Send a Tweet
Most Popular Choices
Poll Analyses
Share on Facebook 16 Share on Twitter 1 Printer Friendly Page More Sharing
OpEdNews Op Eds   

How a Suicide Watch Really Works

By       (Page 1 of 1 pages) (View How Many People Read This)   1 comment
Author 503310
Message John Kiriakou
Become a Fan
  (41 fans)

From Consortium News

A cottage industry has been spawned over the past week for the chattering classes on every network to comment on the apparent suicide of Jeffrey Epstein, the millionaire financier charged with sex-trafficking of underage girls.

The talking heads have also babbled on about the inner workings of federal prisons. Nearly every word I've heard is either factually incorrect, out of context, or fantastical. I spent 23 months in a federal penitentiary and served on suicide watch over a fellow inmate. So I can set the record straight about how suicide watches work in federal prisons, and about the conditions that led Epstein, apparently, to take his own life. If Epstein's death turns out to have been an actual suicide, it would be the result of a complete breakdown in the system that was supposed to protect him.

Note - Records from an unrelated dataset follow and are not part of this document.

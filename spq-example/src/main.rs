//! Static-priority scheduler demo.
//!
//! Two flows feed one SP element at a fixed link rate: flow 0 every 1.5
//! simulated units, flow 1 every 2.0, packet sizes exponential around
//! `--mean-size` bytes. The run stops at `--until` and prints what the sink
//! received per flow.
//!
//! Run with:
//!   cargo run -p spq-example
//!   cargo run -p spq-example -- --priorities 0=10,1=1 --debug
//!   cargo run -p spq-example -- --chain --rate 200 --until 100

use clap::Parser;
use tracing::Level;

mod config;
mod demo;
mod generator;

use config::Config;

// ---------------------------------------------------------------------------
// main
// ---------------------------------------------------------------------------

fn main() -> anyhow::Result<()> {
    // ---
    let cfg = Config::parse();

    let no_color = std::env::var("EMACS").is_ok()
        || std::env::var("NO_COLOR").is_ok()
        || std::env::var("CARGO_TERM_COLOR").as_deref() == Ok("never")
        || !std::io::IsTerminal::is_terminal(&std::io::stdout());

    tracing_subscriber::fmt()
        .with_target(false)
        .without_time()
        .with_ansi(!no_color)
        .with_max_level(if cfg.debug { Level::DEBUG } else { Level::INFO })
        .init();

    // Simulated time: the paused clock jumps to the next timer whenever
    // every process is waiting.
    let runtime = tokio::runtime::Builder::new_current_thread()
        .enable_time()
        .start_paused(true)
        .build()?;

    let report = runtime.block_on(demo::run(&cfg))?;
    report.print();

    Ok(())
}
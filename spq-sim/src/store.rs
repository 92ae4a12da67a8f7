use std::collections::VecDeque;
use std::sync::{Arc, Mutex, MutexGuard, PoisonError};

// ---

use tokio::sync::Notify;

// ---------------------------------------------------------------------------
// Store
// ---------------------------------------------------------------------------

/// Blocking FIFO channel of the simulation substrate.
///
/// `put` is immediate and never suspends; `get` suspends the calling process
/// until an item exists. Clones are handles to the same FIFO, so a store can
/// be handed to a neighbouring element which later takes items out of it
/// with [`Store::remove_first`].
#[derive(Debug)]
pub struct Store<T> {
    // ---
    items: Arc<Mutex<VecDeque<T>>>,
    available: Arc<Notify>,
}

// ---

impl<T> Clone for Store<T> {
    fn clone(&self) -> Self {
        Self {
            items: Arc::clone(&self.items),
            available: Arc::clone(&self.available),
        }
    }
}

impl<T> Default for Store<T> {
    fn default() -> Self {
        Self::new()
    }
}

// ---

impl<T> Store<T> {
    // ---
    pub fn new() -> Self {
        Self {
            items: Arc::new(Mutex::new(VecDeque::new())),
            available: Arc::new(Notify::new()),
        }
    }

    // ---

    /// Append an item at the tail and wake one suspended getter.
    pub fn put(&self, item: T) {
        // ---
        self.lock().push_back(item);
        self.available.notify_one();
    }

    // ---

    /// Remove the head item, suspending until one exists.
    ///
    /// Returns without suspending when the store is already non-empty.
    pub async fn get(&self) -> T {
        // ---
        loop {
            if let Some(item) = self.lock().pop_front() {
                return item;
            }
            self.available.notified().await;
        }
    }

    // ---

    /// Remove the head item if there is one. Never suspends.
    pub fn try_get(&self) -> Option<T> {
        self.lock().pop_front()
    }

    /// Remove the first item matching `pred`, wherever it sits. Never
    /// suspends; items ahead of it keep their order.
    pub fn remove_first(&self, pred: impl FnMut(&T) -> bool) -> Option<T> {
        // ---
        let mut items = self.lock();
        let at = items.iter().position(pred)?;
        items.remove(at)
    }

    pub fn len(&self) -> usize {
        self.lock().len()
    }

    pub fn is_empty(&self) -> bool {
        self.lock().is_empty()
    }

    // ---

    fn lock(&self) -> MutexGuard<'_, VecDeque<T>> {
        self.items.lock().unwrap_or_else(PoisonError::into_inner)
    }
}

// ---------------------------------------------------------------------------
// Tests
// ---------------------------------------------------------------------------

#[cfg(test)]
mod tests {
    // ---
    use super::*;

    #[tokio::test]
    async fn items_come_out_in_fifo_order() {
        // ---
        let store = Store::new();
        store.put(1);
        store.put(2);
        store.put(3);

        assert_eq!(store.len(), 3);
        assert_eq!(store.get().await, 1);
        assert_eq!(store.try_get(), Some(2));
        assert_eq!(store.get().await, 3);
        assert!(store.is_empty());
        assert_eq!(store.try_get(), None);
    }

    // ---

    #[tokio::test(start_paused = true)]
    async fn get_suspends_until_put() {
        // ---
        let store: Store<&'static str> = Store::new();
        let getter = {
            let store = store.clone();
            tokio::spawn(async move { store.get().await })
        };

        tokio::task::yield_now().await;
        assert!(!getter.is_finished(), "get must suspend on an empty store");

        store.put("pkt");
        assert_eq!(getter.await.expect("getter panicked"), "pkt");
    }

    // ---

    #[test]
    fn remove_first_takes_a_match_from_mid_queue() {
        // ---
        let store = Store::new();
        for item in [1, 2, 3, 2] {
            store.put(item);
        }

        assert_eq!(store.remove_first(|&i| i == 2), Some(2));
        assert_eq!(store.remove_first(|&i| i == 9), None);
        assert_eq!(store.len(), 3);
        assert_eq!(store.try_get(), Some(1));
        assert_eq!(store.try_get(), Some(3));
        assert_eq!(store.try_get(), Some(2));
    }

    // ---

    #[test]
    fn clones_share_one_fifo() {
        // ---
        let a = Store::new();
        let b = a.clone();
        a.put(10);

        assert_eq!(b.try_get(), Some(10));
        assert!(a.is_empty());
    }
}
use super::priority::PrioritySpec;

// ---------------------------------------------------------------------------
// SpConfig
// ---------------------------------------------------------------------------

/// Configuration of one static-priority element.
///
/// Validated by [`crate::SpServer::new`]; an invalid rate or an empty
/// priority specification is rejected there.
#[derive(Debug, Clone)]
pub struct SpConfig {
    // ---
    /// Label used in diagnostics; distinguishes the stages of a chain.
    pub name: String,

    /// Outgoing link rate in bits per simulated unit.
    pub rate: f64,

    /// Flow → priority assignment.
    pub priorities: PrioritySpec,

    /// The element keeps no buffer of its own; packets it admits stay
    /// accounted in the upstream element that bridged them here.
    pub zero_buffer: bool,

    /// The downstream element keeps no buffer; this element stays the
    /// queueing point and forwards packets with a bridge back to itself.
    pub zero_downstream_buffer: bool,

    /// Emit per-packet diagnostics.
    pub debug: bool,
}

// ---

impl SpConfig {
    // ---
    /// A plain buffered element.
    pub fn new(rate: f64, priorities: PrioritySpec) -> Self {
        // ---
        Self {
            name: "sp".to_string(),
            rate,
            priorities,
            zero_buffer: false,
            zero_downstream_buffer: false,
            debug: false,
        }
    }

    // ---

    /// First stage of a composite element: buffers for a zero-buffer
    /// successor.
    pub fn feeding_zero_buffer(rate: f64, priorities: PrioritySpec) -> Self {
        Self {
            zero_downstream_buffer: true,
            ..Self::new(rate, priorities)
        }
    }

    /// Later stage of a composite element: relies on the upstream buffer.
    pub fn zero_buffer(rate: f64, priorities: PrioritySpec) -> Self {
        Self {
            zero_buffer: true,
            ..Self::new(rate, priorities)
        }
    }

    pub fn with_name(mut self, name: impl Into<String>) -> Self {
        self.name = name.into();
        self
    }

    pub fn with_debug(mut self, debug: bool) -> Self {
        self.debug = debug;
        self
    }
}
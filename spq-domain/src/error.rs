use thiserror::Error;

// ---

use super::packet::FlowId;
use super::priority::Priority;

// ---

#[derive(Debug, Clone, PartialEq, Error)]
pub enum SpqError {
    // ---
    // --- configuration
    #[error("configuration error: priority specification is empty")]
    EmptyPriorities,

    #[error("configuration error: link rate must be positive and finite, got {0}")]
    InvalidRate(f64),

    #[error("configuration error: flow {flow_id} has no priority assigned")]
    UnmappedFlow { flow_id: FlowId },

    #[error("configuration error: cannot parse priority specification {spec:?}: {reason}")]
    InvalidPrioritySpec { spec: String, reason: String },

    #[error("configuration error: zero-buffer bridge offered to an element with its own buffer")]
    UnexpectedBridge,

    // --- accounting
    #[error("accounting error: packet {packet_id} drained from unrecorded flow {flow_id}")]
    UnrecordedFlow { flow_id: FlowId, packet_id: u64 },

    #[error("accounting error: drain of priority {priority} with no packets queued")]
    EmptyPriority { priority: Priority },

    #[error("accounting error: flow {flow_id} holds {queued} bytes, cannot drain {size}")]
    ByteUnderflow {
        flow_id: FlowId,
        queued: u64,
        size: u64,
    },

    #[error("accounting error: upstream buffer does not hold flow {flow_id} packet {packet_id}")]
    NotHeldUpstream { flow_id: FlowId, packet_id: u64 },

    #[error("accounting error: flow {flow_id} packet {packet_id} drained as bridged, none waiting")]
    UnrecordedBridge { flow_id: FlowId, packet_id: u64 },
}

// ---

impl SpqError {
    // ---
    /// Malformed or unresolvable configuration. Fix the setup before reuse.
    pub fn is_configuration(&self) -> bool {
        matches!(
            self,
            Self::EmptyPriorities
                | Self::InvalidRate(_)
                | Self::UnmappedFlow { .. }
                | Self::InvalidPrioritySpec { .. }
                | Self::UnexpectedBridge
        )
    }

    /// Broken ledger invariant. Always a logic defect, never transient.
    pub fn is_accounting(&self) -> bool {
        !self.is_configuration()
    }
}

// ---

pub type Result<T> = std::result::Result<T, SpqError>;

First, suicide watch in the federal prison system is a big deal. When a prisoner is suicidal, or has attempted suicide, he is placed in a designated "suicide watch room." It is a physical room in the medical unit where one wall is a window. The prisoner is stripped naked and given a paper smock to wear. There are no sheets or pillowcases on the bed. So the prisoner doesn't harm himself, there is nothing else inside the room other than a sink and a toilet. Outside that window wall, a rotating shift of prisoner volunteers sits 24 hours a day to watch the prisoner to make sure he doesn't attempt suicide again. There are also video cameras inside the room to ensure the prisoner does not try to harm himself. Uniformed guards check on the prisoner every 30 minutes, and a nurse, physician's assistant, or psychologist visits the prisoner at least once a day.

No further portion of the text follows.